Le lac noir
de Hella Serafia Haasse

critiqué par Aaro-Benjamin G., le 7 août 2007
(Montréal - 50 ans)


La note:  étoiles
Amitié trahie
Il y’a de belles images dans ces souvenirs au temps de la colonisation des Indes néerlandaises. Une impression d’humidité tropicale plane sur le récit d’une enfance heureuse dans la nature luxuriante. Le narrateur, un hollandais, évoque joliment son amitié avec Oereg, un indigène de son âge. Malheureusement, les enfants grandissent – « …la baignade, désormais, se réduisait à une immersion rafraîchissante… » Et, les deux amis se séparent au fur et à mesure que le poids de leur origine devient trop lourd à porter en société.

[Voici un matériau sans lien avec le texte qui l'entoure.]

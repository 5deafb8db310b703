use std::time::{Duration, Instant};

use thiserror::Error;

use super::{ContactForm, Field, FieldErrors};
use crate::mail::{OutboundEmail, RelayCredentials};

/// How long the confirmation stays up before the form returns.
pub const DEFAULT_RESET_DELAY: Duration = Duration::from_secs(6);

#[derive(Error, Debug, Clone, PartialEq, Eq)]
pub enum SubmitError {
    #[error(
        "Mail relay configuration is missing. Set EMAILJS_SERVICE_ID, EMAILJS_TEMPLATE_ID and EMAILJS_PUBLIC_KEY."
    )]
    MissingConfiguration,
    #[error("Failed to send message. Please try again later.")]
    DeliveryFailed { reason: String },
}

#[derive(Debug, Clone, PartialEq, Eq)]
pub enum SubmissionStatus {
    Idle,
    Pending,
    Submitted { at: Instant },
    Failed(SubmitError),
}

/// What the caller should do after [`ContactSession::submit`].
#[derive(Debug, Clone, PartialEq, Eq)]
pub enum SubmitOutcome {
    /// Field errors were recorded; nothing to send.
    Invalid,
    /// A submission is already in flight.
    AlreadyPending,
    /// Sending is impossible; the error is now shown as a banner.
    Rejected(SubmitError),
    /// Send this email, then report back through [`ContactSession::complete`].
    Dispatch(OutboundEmail),
}

/// State of one contact form: input, inline errors and submission progress.
#[derive(Debug, Clone)]
pub struct ContactSession {
    form: ContactForm,
    errors: FieldErrors,
    status: SubmissionStatus,
    reset_delay: Duration,
}

impl Default for ContactSession {
    fn default() -> Self {
        Self::new(DEFAULT_RESET_DELAY)
    }
}

impl ContactSession {
    pub fn new(reset_delay: Duration) -> Self {
        Self {
            form: ContactForm::default(),
            errors: FieldErrors::default(),
            status: SubmissionStatus::Idle,
            reset_delay,
        }
    }

    pub fn form(&self) -> &ContactForm {
        &self.form
    }

    pub fn errors(&self) -> &FieldErrors {
        &self.errors
    }

    pub fn status(&self) -> &SubmissionStatus {
        &self.status
    }

    pub fn reset_delay(&self) -> Duration {
        self.reset_delay
    }

    pub fn is_pending(&self) -> bool {
        matches!(self.status, SubmissionStatus::Pending)
    }

    pub fn is_submitted(&self) -> bool {
        matches!(self.status, SubmissionStatus::Submitted { .. })
    }

    /// The error to show in the banner, if any.
    pub fn banner(&self) -> Option<&SubmitError> {
        match &self.status {
            SubmissionStatus::Failed(error) => Some(error),
            _ => None,
        }
    }

    /// Update a field. Its inline error and any banner are cleared.
    pub fn edit(&mut self, field: Field, value: impl Into<String>) {
        self.form.set(field, value);
        self.errors.clear_field(field);
        if self.banner().is_some() {
            self.status = SubmissionStatus::Idle;
        }
    }

    /// Fill the subject line, e.g. when arriving from a product enquiry.
    pub fn prefill_subject(&mut self, subject: impl Into<String>) {
        self.edit(Field::Subject, subject);
    }

    pub fn submit(&mut self, credentials: Option<&RelayCredentials>) -> SubmitOutcome {
        if self.is_pending() {
            return SubmitOutcome::AlreadyPending;
        }

        let contact = match self.form.validate() {
            Ok(contact) => {
                self.errors = FieldErrors::default();
                contact
            }
            Err(errors) => {
                tracing::debug!(count = errors.len(), "contact form rejected by validation");
                self.errors = errors;
                return SubmitOutcome::Invalid;
            }
        };

        let Some(credentials) = credentials else {
            tracing::warn!("contact form submitted without mail relay configuration");
            let error = SubmitError::MissingConfiguration;
            self.status = SubmissionStatus::Failed(error.clone());
            return SubmitOutcome::Rejected(error);
        };

        self.status = SubmissionStatus::Pending;
        SubmitOutcome::Dispatch(OutboundEmail::new(credentials.clone(), &contact))
    }

    /// Record the result of the outbound call started by a `Dispatch`.
    pub fn complete(&mut self, result: Result<(), SubmitError>, now: Instant) {
        if !self.is_pending() {
            tracing::debug!("ignoring submission result outside of a pending submission");
            return;
        }

        match result {
            Ok(()) => {
                self.form.clear();
                self.errors = FieldErrors::default();
                self.status = SubmissionStatus::Submitted { at: now };
            }
            Err(error) => {
                if let SubmitError::DeliveryFailed { reason } = &error {
                    tracing::error!(%reason, "mail relay delivery failed");
                }
                self.status = SubmissionStatus::Failed(error);
            }
        }
    }

    /// Expire the confirmation once the reset delay has passed.
    ///
    /// Returns `true` when the status changed.
    pub fn tick(&mut self, now: Instant) -> bool {
        if let SubmissionStatus::Submitted { at } = self.status
            && now.saturating_duration_since(at) >= self.reset_delay
        {
            self.status = SubmissionStatus::Idle;
            return true;
        }
        false
    }

    pub fn dismiss_error(&mut self) {
        if self.banner().is_some() {
            self.status = SubmissionStatus::Idle;
        }
    }

    /// Leave the confirmation early to write another message.
    pub fn start_over(&mut self) {
        if self.is_submitted() {
            self.status = SubmissionStatus::Idle;
        }
    }
}

#[cfg(test)]
mod tests {
    use super::*;

    fn credentials() -> RelayCredentials {
        RelayCredentials::new("service_vagdevi", "template_contact", "pk_live")
    }

    fn fill(session: &mut ContactSession) {
        session.edit(Field::Name, "Anita");
        session.edit(Field::Email, "anita@example.com");
        session.edit(Field::Subject, "Distributor enquiry");
        session.edit(Field::Message, "Interested in Dwaraka brand.");
    }

    #[test]
    fn edit_clears_only_that_fields_error() {
        let mut session = ContactSession::default();
        assert_eq!(session.submit(Some(&credentials())), SubmitOutcome::Invalid);
        assert_eq!(session.errors().len(), 4);

        session.edit(Field::Name, "A");
        assert!(session.errors().get(Field::Name).is_none());
        assert_eq!(session.errors().len(), 3);
    }

    #[test]
    fn missing_configuration_surfaces_banner() {
        let mut session = ContactSession::default();
        fill(&mut session);
        assert_eq!(
            session.submit(None),
            SubmitOutcome::Rejected(SubmitError::MissingConfiguration)
        );
        assert_eq!(session.banner(), Some(&SubmitError::MissingConfiguration));

        session.edit(Field::Message, "Updated");
        assert!(session.banner().is_none());
    }

    #[test]
    fn second_submit_while_pending_is_refused() {
        let mut session = ContactSession::default();
        fill(&mut session);
        assert!(matches!(session.submit(Some(&credentials())), SubmitOutcome::Dispatch(_)));
        assert_eq!(session.submit(Some(&credentials())), SubmitOutcome::AlreadyPending);
    }

    #[test]
    fn success_clears_form_and_reverts_after_delay() {
        let mut session = ContactSession::new(Duration::from_secs(6));
        fill(&mut session);
        let _ = session.submit(Some(&credentials()));

        let sent_at = Instant::now();
        session.complete(Ok(()), sent_at);
        assert!(session.is_submitted());
        assert_eq!(session.form(), &ContactForm::default());

        assert!(!session.tick(sent_at + Duration::from_secs(5)));
        assert!(session.is_submitted());
        assert!(session.tick(sent_at + Duration::from_secs(6)));
        assert_eq!(session.status(), &SubmissionStatus::Idle);
    }

    #[test]
    fn failure_keeps_input_and_can_be_dismissed() {
        let mut session = ContactSession::default();
        fill(&mut session);
        let _ = session.submit(Some(&credentials()));
        session.complete(
            Err(SubmitError::DeliveryFailed {
                reason: "HTTP 400".into(),
            }),
            Instant::now(),
        );

        assert_eq!(session.form().name, "Anita");
        assert!(session.banner().is_some());
        session.dismiss_error();
        assert_eq!(session.status(), &SubmissionStatus::Idle);
    }

    #[test]
    fn stray_completion_is_ignored() {
        let mut session = ContactSession::default();
        session.complete(Ok(()), Instant::now());
        assert_eq!(session.status(), &SubmissionStatus::Idle);
    }

    #[test]
    fn start_over_leaves_confirmation() {
        let mut session = ContactSession::default();
        fill(&mut session);
        let _ = session.submit(Some(&credentials()));
        session.complete(Ok(()), Instant::now());
        session.start_over();
        assert_eq!(session.status(), &SubmissionStatus::Idle);
    }
}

Après l’insouciance charmante des premières pages, l’histoire souffre de lacunes. Le lac noir du titre, endroit mystérieux hanté par une sorcière, est peu exploité. Ceci aurait pu être fort intéressant. La transformation d’Oereg en fier défenseur de sa nation est mal expliquée, amenée en vitesse pour fermer la boucle. La confrontation entre le colonisateur et le colonisé ne dure qu’un instant alors qu’elle aurait due être au cœur de l’intrigue.

Un petit bouquin qui se lit d’un souffle. Agréable pour son atmosphère, mais sans plus.